The transmission of the diseases occurs when an individual suffering from the disease contaminates fresh water sources with infected eggs that hatch in the water (WHO n.p). Upon infection, the worm develops into adult schistosomes that live in the blood vessel and lay eggs. The progenies are emitted, with the faeces and urine, to ensure the continuity of the life cycle. However, some eggs are trapped in the body tissues where the cause immune reaction and progress to damage the body organs.
There are various snail species responsible for the transmission of the disease and vary on the region. The most common vector species are Bulinus, Biomphalaria, Oncomelania, and Physopsis that are prevalent, in Africa, Asia, and Europe (WHO n.p). The disease has two broad classifications based on its area of infection. Specifically, this intestinal and urogenital Schistosomiasis is prevalent in Africa and Asia. The ailment is common among the rural poor communities including women doing domestic chores such as washings and children living under unhygienic condition with higher exposure to infected water.
The manifestation of the disease symptoms is due to the body’s reaction to the worms eggs.
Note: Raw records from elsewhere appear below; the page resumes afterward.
//! One direction of a session
//!
//! A Pipe reads chunks from its source, passes them through its packet
//! handler, and writes the result to its sink. Shutdown is cooperative:
//! the shared close signal is checked between iterations, never during an
//! in-flight read or write.

use tokio::io::{AsyncRead, AsyncReadExt, AsyncWrite, AsyncWriteExt};
use tokio_util::sync::CancellationToken;

use super::hooks::{Direction, PacketHandler};
use crate::core::sessions::SessionId;
use crate::logger::log;

/// One direction of byte flow within a session
pub struct Pipe<R, W, H> {
    session: SessionId,
    direction: Direction,
    source: R,
    sink: W,
    handler: H,
    close: CancellationToken,
}

impl<R, W, H> Pipe<R, W, H>
where
    R: AsyncRead + Unpin,
    W: AsyncWrite + Unpin,
    H: PacketHandler,
{
    pub fn new(
        session: SessionId,
        direction: Direction,
        source: R,
        sink: W,
        handler: H,
        close: CancellationToken,
    ) -> Self {
        Self {
            session,
            direction,
            source,
            sink,
            handler,
            close,
        }
    }

    /// Run the bridge loop until end-of-stream, an error, or the close
    /// signal. Every termination raises the shared close signal so the
    /// sibling Pipe stops at its next check. Errors are logged here with
    /// directional context and never propagate to the accept loop.
    ///
    /// Returns the number of bytes forwarded to the sink.
    pub async fn run(mut self) -> u64 {
        let mut buf = Vec::new();
        let mut forwarded: u64 = 0;

        loop {
            if self.close.is_cancelled() {
                log::debug!(
                    session = self.session,
                    direction = %self.direction,
                    "Close signal observed, stopping"
                );
                break;
            }

            // The preferred size may change after a handler reload
            let size = match self.handler.chunk_size() {
                Ok(size) => size,
                Err(e) => {
                    log::warn!(
                        session = self.session,
                        direction = %self.direction,
                        error = %e,
                        "Handler chunk size query failed, terminating pipe"
                    );
                    break;
                }
            };
            buf.resize(size, 0);

            let n = match self.source.read(&mut buf).await {
                Ok(0) => {
                    log::debug!(
                        session = self.session,
                        direction = %self.direction,
                        "End of stream"
                    );
                    break;
                }
                Ok(n) => n,
                Err(e) => {
                    log::debug!(
                        session = self.session,
                        direction = %self.direction,
                        error = %e,
                        "Read error, terminating pipe"
                    );
                    break;
                }
            };

            let output = match self.handler.transform(&buf[..n]) {
                Ok(output) => output,
                Err(e) => {
                    let opcode_hex = format!("0x{:02X}", buf[0]);
                    log::warn!(
                        session = self.session,
                        direction = %self.direction,
                        opcode = %opcode_hex,
                        error = %e,
                        "Handler transform failed, terminating pipe"
                    );
                    break;
                }
            };

            // No output means forward the original chunk unchanged
            let bytes: &[u8] = output.as_deref().unwrap_or(&buf[..n]);
            if let Err(e) = self.sink.write_all(bytes).await {
                log::debug!(
                    session = self.session,
                    direction = %self.direction,
                    error = %e,
                    "Write error, terminating pipe"
                );
                break;
            }
            forwarded += bytes.len() as u64;
        }

        // First failure wins; cancelling an already-cancelled token is a no-op
        self.close.cancel();
        let _ = self.sink.shutdown().await;
        forwarded
    }
}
The most common signs of the intestinal Schistosomiasis include abdominal pain, blood in the stool, and diarrhoea. However, the enlargement of the spleen and the liver is common in the advanced stages. Specifically, these enlargements are due to the accumulation of fluid in the peritoneal cavity and increased blood pressure in the abdominal vessels (WHO n.p). In the urogenital Schistosomiasis, the classic symptom is blood in urine (haematuria). In its advanced stage, bladder cancer, fibrosis of the ureter is common. Additionally, painful intercourse, lesions, and vaginal bleeding are typical symptoms in women. Symptoms in children include anaemia and deterred learning. When the disease reaches a chronic state, it causes death to the victim.
Prevention of the diseases has been successful for the last 40 years in countries such as China, Egypt, Brazil, and Cambodia. The primary preventive measures include improved sanitation, hygiene education, snail control, access to clean water, and treatment of the at-risk population. Treatment is another strategy utilized in preventing the spread of the disease. In most cases, medication target school-aged children, adults working under risky conditions, as well as communities in endemic regions (WHO n.p). Such measures aim at curbing the infection before it advances to severe or acute state. The recommended treatment for Bilharzia is praziquantel as it is safe, efficient, and cost-effective.